:: Data excerpts

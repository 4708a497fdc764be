//! Integration tests for retrieval-augmented feedback

mod common;

use async_trait::async_trait;
use common::{page_numbers, with_similarity, ScriptedEmbedder};
use std::path::{Path, PathBuf};
use std::sync::{Arc, Mutex};
use tutor_rag::feedback::{ChatPrompt, ChatService, ContextConfig, FeedbackEngine, Submission};
use tutor_rag::index::EmbeddingIndex;
use tutor_rag::retrieval::Retriever;
use tutor_rag::{PageRecord, RagError, ServiceError};

const QUESTION: &str = "Factorise x^2 + 5x + 6";

/// Chat service that records every prompt and replies with a fixed text
#[derive(Default)]
struct RecordingChat {
    requests: Mutex<Vec<(ChatPrompt, String)>>,
    fail: bool,
}

impl RecordingChat {
    fn failing() -> Self {
        Self {
            fail: true,
            ..Self::default()
        }
    }

    fn last(&self) -> (ChatPrompt, String) {
        self.requests.lock().unwrap().last().cloned().unwrap()
    }
}

#[async_trait]
impl ChatService for RecordingChat {
    async fn generate(&self, prompt: &ChatPrompt, context: &str) -> Result<String, ServiceError> {
        self.requests
            .lock()
            .unwrap()
            .push((prompt.clone(), context.to_string()));
        if self.fail {
            return Err(ServiceError::Api {
                status: 500,
                body: "model overloaded".to_string(),
            });
        }
        Ok("Check the sign of the constant term.".to_string())
    }
}

fn textbook_index() -> EmbeddingIndex {
    let pages = vec![
        PageRecord::new(1, "Expanding brackets").with_images(vec![PathBuf::from("img/p1.png")]),
        PageRecord::new(2, "Factorising quadratics").with_images(vec![
            PathBuf::from("img/p2_a.png"),
            PathBuf::from("img/p2_b.png"),
        ]),
        PageRecord::new(3, "Simultaneous equations"),
    ];
    EmbeddingIndex::from_parts(
        vec![with_similarity(0.6), with_similarity(0.95), with_similarity(0.1)],
        pages,
    )
    .unwrap()
}

fn retriever() -> Retriever<ScriptedEmbedder> {
    Retriever::new(ScriptedEmbedder::new().with_vector(QUESTION, vec![1.0, 0.0])).with_top_k(2)
}

#[tokio::test]
async fn test_feedback_grounds_prompt_in_retrieved_pages() {
    let chat = Arc::new(RecordingChat::default());
    let engine = FeedbackEngine::new(retriever(), Arc::clone(&chat), "You are a maths tutor.");
    let submission = Submission::new(QUESTION).with_image(vec![0x89, b'P', b'N', b'G']);

    let feedback = engine.feedback(&textbook_index(), &submission).await.unwrap();

    assert_eq!(feedback.text, "Check the sign of the constant term.");
    assert_eq!(page_numbers(&feedback.pages), vec![2, 1]);
    assert_eq!(feedback.context_pages, vec![2, 1]);

    let (prompt, context) = chat.last();
    assert_eq!(prompt.system, "You are a maths tutor.");
    assert_eq!(prompt.text, QUESTION);
    assert_eq!(prompt.image_png.as_deref(), Some(&[0x89, b'P', b'N', b'G'][..]));
    let factorising = context.find("[Page 2]").unwrap();
    let expanding = context.find("[Page 1]").unwrap();
    assert!(factorising < expanding);
    assert!(!context.contains("Simultaneous"));
}

#[tokio::test]
async fn test_feedback_without_index_still_generates() {
    let chat = Arc::new(RecordingChat::default());
    let engine = FeedbackEngine::new(retriever(), Arc::clone(&chat), "");

    let feedback = engine
        .feedback(&EmbeddingIndex::new(), &Submission::new(QUESTION))
        .await
        .unwrap();

    assert!(feedback.pages.is_empty());
    assert!(feedback.context_pages.is_empty());
    assert_eq!(chat.last().1, "");
}

#[tokio::test]
async fn test_feedback_survives_query_embedding_failure() {
    let chat = Arc::new(RecordingChat::default());
    let retriever = Retriever::new(ScriptedEmbedder::new().failing_on(QUESTION));
    let engine = FeedbackEngine::new(retriever, Arc::clone(&chat), "");

    let feedback = engine
        .feedback(&textbook_index(), &Submission::new(QUESTION))
        .await
        .unwrap();

    assert!(feedback.pages.is_empty());
    assert_eq!(chat.last().1, "");
}

#[tokio::test]
async fn test_chat_failure_is_reported() {
    let engine = FeedbackEngine::new(retriever(), RecordingChat::failing(), "");

    let err = engine
        .feedback(&textbook_index(), &Submission::new(QUESTION))
        .await
        .unwrap_err();

    match err {
        RagError::Service(ServiceError::Api { status, .. }) => assert_eq!(status, 500),
        other => panic!("unexpected error: {:?}", other),
    }
}

#[tokio::test]
async fn test_image_filter_drops_unwanted_images() {
    let keep_first = |path: &Path| !path.to_string_lossy().ends_with("_b.png");
    let engine = FeedbackEngine::new(retriever(), RecordingChat::default(), "")
        .with_image_filter(Arc::new(keep_first));

    let feedback = engine
        .feedback(&textbook_index(), &Submission::new(QUESTION))
        .await
        .unwrap();

    assert_eq!(feedback.pages[0].image_paths, vec![PathBuf::from("img/p2_a.png")]);
    assert_eq!(feedback.pages[1].image_paths, vec![PathBuf::from("img/p1.png")]);
}

#[tokio::test]
async fn test_context_budget_limits_pages_sent_to_chat() {
    let chat = Arc::new(RecordingChat::default());
    let long_page = "x".repeat(400);
    let index = EmbeddingIndex::from_parts(
        vec![with_similarity(0.9), with_similarity(0.8)],
        vec![PageRecord::new(1, long_page.clone()), PageRecord::new(2, long_page)],
    )
    .unwrap();

    let engine = FeedbackEngine::new(retriever(), Arc::clone(&chat), "").with_context_config(ContextConfig {
        max_context_tokens: 150,
        include_scores: false,
    });
    let feedback = engine.feedback(&index, &Submission::new(QUESTION)).await.unwrap();

    assert_eq!(page_numbers(&feedback.pages), vec![1, 2]);
    assert_eq!(feedback.context_pages, vec![1]);
    assert!(chat.last().1.starts_with("[Page 1]"));
}
// In-memory embedding index: parallel vectors and page metadata
use serde::{Deserialize, Serialize};

use crate::corpus::PageRecord;
use crate::errors::{RagError, Result};

/// Page embeddings with their source records.
///
/// `vectors[i]` is the embedding of `metadata[i]`. Page numbers are strictly
/// increasing and all vectors share one dimension. Every constructor and
/// mutator checks these, so any `EmbeddingIndex` value is valid.
#[derive(Debug, Clone, Default, PartialEq, Serialize)]
pub struct EmbeddingIndex {
    vectors: Vec<Vec<f32>>,
    metadata: Vec<PageRecord>,
}

impl EmbeddingIndex {
    /// Create an empty index
    pub fn new() -> Self {
        Self::default()
    }

    /// Assemble an index from stored parts, validating every invariant
    pub fn from_parts(vectors: Vec<Vec<f32>>, metadata: Vec<PageRecord>) -> Result<Self> {
        if vectors.len() != metadata.len() {
            return Err(RagError::InvariantViolation(format!(
                "{} vectors but {} metadata entries",
                vectors.len(),
                metadata.len()
            )));
        }

        if let Some(first) = vectors.first() {
            let dim = first.len();
            if dim == 0 {
                return Err(RagError::InvariantViolation(
                    "vectors must not be empty".to_string(),
                ));
            }
            if let Some(pos) = vectors.iter().position(|v| v.len() != dim) {
                return Err(RagError::InvariantViolation(format!(
                    "vector {} has dimension {}, expected {}",
                    pos,
                    vectors[pos].len(),
                    dim
                )));
            }
            if let Some(pos) = vectors.iter().position(|v| !is_finite(v)) {
                return Err(RagError::InvariantViolation(format!(
                    "vector {} contains a non-finite value",
                    pos
                )));
            }
        }

        for pair in metadata.windows(2) {
            if pair[1].page_number <= pair[0].page_number {
                return Err(RagError::InvariantViolation(format!(
                    "page {} stored after page {}",
                    pair[1].page_number, pair[0].page_number
                )));
            }
        }

        Ok(Self { vectors, metadata })
    }

    pub fn len(&self) -> usize {
        self.metadata.len()
    }

    pub fn is_empty(&self) -> bool {
        self.metadata.is_empty()
    }

    /// Embedding dimension, or None while the index is empty
    pub fn dimension(&self) -> Option<usize> {
        self.vectors.first().map(|v| v.len())
    }

    /// Page number of the most recently appended page
    pub fn last_page_number(&self) -> Option<u32> {
        self.metadata.last().map(|r| r.page_number)
    }

    pub fn contains_page(&self, page_number: u32) -> bool {
        self.position_of(page_number).is_ok()
    }

    pub fn vectors(&self) -> &[Vec<f32>] {
        &self.vectors
    }

    pub fn metadata(&self) -> &[PageRecord] {
        &self.metadata
    }

    /// Iterate `(vector, record)` pairs in index order
    pub fn entries(&self) -> impl Iterator<Item = (&[f32], &PageRecord)> {
        self.vectors
            .iter()
            .map(|v| v.as_slice())
            .zip(self.metadata.iter())
    }

    /// Append a page after every page already indexed
    pub fn push(&mut self, vector: Vec<f32>, record: PageRecord) -> Result<()> {
        self.check_vector(&vector)?;
        if let Some(last) = self.last_page_number() {
            if record.page_number <= last {
                return Err(RagError::InvariantViolation(format!(
                    "cannot append page {} after page {}",
                    record.page_number, last
                )));
            }
        }
        self.vectors.push(vector);
        self.metadata.push(record);
        Ok(())
    }

    /// Insert a page at its ordered position; the page must not already exist
    pub fn insert(&mut self, vector: Vec<f32>, record: PageRecord) -> Result<usize> {
        self.check_vector(&vector)?;
        match self.position_of(record.page_number) {
            Ok(_) => Err(RagError::InvariantViolation(format!(
                "page {} is already indexed",
                record.page_number
            ))),
            Err(pos) => {
                self.vectors.insert(pos, vector);
                self.metadata.insert(pos, record);
                Ok(pos)
            }
        }
    }

    /// Whether a vector can join this index without breaking the dimension invariant
    pub fn accepts_dimension(&self, dim: usize) -> bool {
        dim > 0 && self.dimension().map_or(true, |d| d == dim)
    }

    fn check_vector(&self, vector: &[f32]) -> Result<()> {
        if !self.accepts_dimension(vector.len()) {
            return Err(RagError::InvariantViolation(format!(
                "vector has dimension {}, index expects {}",
                vector.len(),
                self.dimension().unwrap_or(0)
            )));
        }
        if !is_finite(vector) {
            return Err(RagError::InvariantViolation(
                "vector contains a non-finite value".to_string(),
            ));
        }
        Ok(())
    }

    fn position_of(&self, page_number: u32) -> std::result::Result<usize, usize> {
        self.metadata
            .binary_search_by_key(&page_number, |r| r.page_number)
    }
}

/// NaN and infinities cannot round-trip through the JSON file
pub fn is_finite(vector: &[f32]) -> bool {
    vector.iter().all(|x| x.is_finite())
}

/// Serialized layout, kept separate so loading can report count mismatches
#[derive(Debug, Deserialize)]
pub(crate) struct RawIndex {
    #[serde(default)]
    pub vectors: Vec<Vec<f32>>,
    #[serde(default)]
    pub metadata: Vec<PageRecord>,
}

::::

Each line that mentions the string "status" must be copied from the listing.

                status: 500,
        RagError::Service(ServiceError::Api { status, .. }) => assert_eq!(status, 500),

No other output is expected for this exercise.